OpenGL performance issue. glReadPixels and cudaGLMapBufferObject bad performance.


currently, I am working on rendering an object with OpenGL and post process this image.

My images’ size is 640x480 bytes, greyscale.

As glReadPixels was very slow when transferring data from the GPU to local memory (2.4ms), I decided to post progress the OpenGL rendered image direcly with CUDA.

I am surprised at an even worse performance on the GPU with glReadPixels (2.4ms) and cudaGLMapBufferObject (1ms).

Although my kernel code performs very well :), glReadPixels and cudaGLMapBufferObject seems to be a bottleneck?

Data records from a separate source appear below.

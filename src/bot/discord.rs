//! Serenity and songbird backed implementations of the platform traits.

use crate::{
    errors::{Error, Result},
    music::voice::{VoiceGateway, VoiceServer},
    platform::{ChannelMessenger, MemberDirectory},
};
use async_trait::async_trait;
use poise::serenity_prelude::{Cache, ChannelId, GuildId, Http, RoleId, UserId};
use songbird::{Songbird, error::JoinError};
use std::sync::Arc;
use tracing::debug;

/// Page size of the member listing endpoint.
const MEMBER_PAGE: u64 = 1000;

/// Voice connections through songbird's gateway-only mode. Membership is read
/// from the serenity cache.
pub struct DiscordVoice {
    songbird: Arc<Songbird>,
    cache: Arc<Cache>,
}

impl DiscordVoice {
    #[must_use]
    pub const fn new(songbird: Arc<Songbird>, cache: Arc<Cache>) -> Self {
        Self { songbird, cache }
    }

    fn channel_of(&self, guild_id: u64, user_id: UserId) -> Option<u64> {
        let guild = self.cache.guild(GuildId::new(guild_id))?;
        guild
            .voice_states
            .get(&user_id)
            .and_then(|state| state.channel_id)
            .map(ChannelId::get)
    }
}

#[async_trait]
impl VoiceGateway for DiscordVoice {
    async fn connect(&self, guild_id: u64, channel_id: u64) -> Result<VoiceServer> {
        if self
            .current_channel(guild_id)
            .is_some_and(|current| current != channel_id)
        {
            return Err(Error::AlreadyConnectedElsewhere);
        }

        let (info, _call) = self
            .songbird
            .join_gateway(GuildId::new(guild_id), ChannelId::new(channel_id))
            .await
            .map_err(|e| Error::VoiceConnectFailed {
                message: e.to_string(),
            })?;
        debug!(guild_id, channel_id, endpoint = %info.endpoint, "Joined voice channel");

        Ok(VoiceServer {
            channel_id,
            endpoint: info.endpoint,
            token: info.token,
            session_id: info.session_id,
        })
    }

    async fn disconnect(&self, guild_id: u64) -> Result<()> {
        match self.songbird.remove(GuildId::new(guild_id)).await {
            Ok(()) | Err(JoinError::NoCall) => Ok(()),
            Err(e) => Err(Error::VoiceConnectFailed {
                message: e.to_string(),
            }),
        }
    }

    fn current_channel(&self, guild_id: u64) -> Option<u64> {
        let bot_id = self.cache.current_user().id;
        self.channel_of(guild_id, bot_id)
    }

    fn user_channel(&self, guild_id: u64, user_id: u64) -> Option<u64> {
        self.channel_of(guild_id, UserId::new(user_id))
    }

    fn member_count(&self, guild_id: u64, channel_id: u64) -> usize {
        let Some(guild) = self.cache.guild(GuildId::new(guild_id)) else {
            return 0;
        };
        guild
            .voice_states
            .values()
            .filter(|state| state.channel_id.map(ChannelId::get) == Some(channel_id))
            .count()
    }
}

pub struct DiscordMessenger {
    http: Arc<Http>,
}

impl DiscordMessenger {
    #[must_use]
    pub const fn new(http: Arc<Http>) -> Self {
        Self { http }
    }
}

#[async_trait]
impl ChannelMessenger for DiscordMessenger {
    async fn send_message(&self, channel_id: u64, content: &str) -> Result<()> {
        let http: &Http = &self.http;
        ChannelId::new(channel_id).say(http, content).await?;
        Ok(())
    }
}

pub struct DiscordMembers {
    http: Arc<Http>,
}

impl DiscordMembers {
    #[must_use]
    pub const fn new(http: Arc<Http>) -> Self {
        Self { http }
    }
}

#[async_trait]
impl MemberDirectory for DiscordMembers {
    async fn role_members(&self, guild_id: u64, role_id: u64) -> Result<Vec<u64>> {
        let http: &Http = &self.http;
        let (guild, role) = (GuildId::new(guild_id), RoleId::new(role_id));

        let mut holders = Vec::new();
        let mut after: Option<UserId> = None;
        loop {
            let page = guild.members(http, Some(MEMBER_PAGE), after).await?;
            holders.extend(
                page.iter()
                    .filter(|member| member.roles.contains(&role))
                    .map(|member| member.user.id.get()),
            );
            match page.last() {
                Some(last) if page.len() as u64 == MEMBER_PAGE => after = Some(last.user.id),
                _ => break,
            }
        }
        Ok(holders)
    }

    async fn member_roles(&self, guild_id: u64, user_id: u64) -> Result<Vec<u64>> {
        let http: &Http = &self.http;
        let member = GuildId::new(guild_id)
            .member(http, UserId::new(user_id))
            .await?;
        Ok(member.roles.iter().map(|role| role.get()).collect())
    }

    async fn add_role(&self, guild_id: u64, user_id: u64, role_id: u64) -> Result<()> {
        self.http
            .add_member_role(
                GuildId::new(guild_id),
                UserId::new(user_id),
                RoleId::new(role_id),
                Some("Shop purchase"),
            )
            .await?;
        Ok(())
    }
}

Perhaps I have some mistakes in my code?

Thank you!

renderObjectWithOpenGL(...);   //0.05ms-3ms (depends on object)

glBindBuffer(GL_PIXEL_PACK_BUFFER_ARB, bufferIDx);	//negligible amount of time

glBufferData(GL_PIXEL_PACK_BUFFER_ARB, 640*480, NULL, GL_STREAM_READ);   //negligible amount of time

cudaGLRegisterBufferObject(bufferIDx);	//0.4ms	

glReadPixels(0, 0, 640, 480, GL_LUMINANCE, GL_UNSIGNED_BYTE, 0);   //2.4ms

cudaGLMapBufferObject( (void**)&in_data, bufferIDx);		//1ms	


launch_kernel(in_data, d_result);	




cudaGLUnmapBufferObject( bufferIDx);   //0.4ms

cudaGLUnregisterBufferObject(bufferIDx);   //0.3ms


cudaMemcpy( resultcuda, d_result, blub*sizeof(float), cudaMemcpyDeviceToHost); 

glBindBuffer(GL_PIXEL_PACK_BUFFER_ARB, 0);		//negligible amount of time


i am also having troubles with the performance of cudaGLMapBufferObject. did you find a solution in the meantime?

  • simon

First of all, did you use cudaGLSetGLDevice to set the device? (should be called after OpenGL was initialized if I recall correctly) to sepecify that the cuda context will use OpenGL interoperability
Second try using the GL_DYNAMIC_COPY_ARB flag instead of GL_STREAM_READ. The flags make a difference as the hint on where the buffer should be created. If you are not careful then glReadPixels will copy the data via the host instead of leaving it on the device and/or will make sure to cache the data in some cases. Correct flags can make a very big difference here.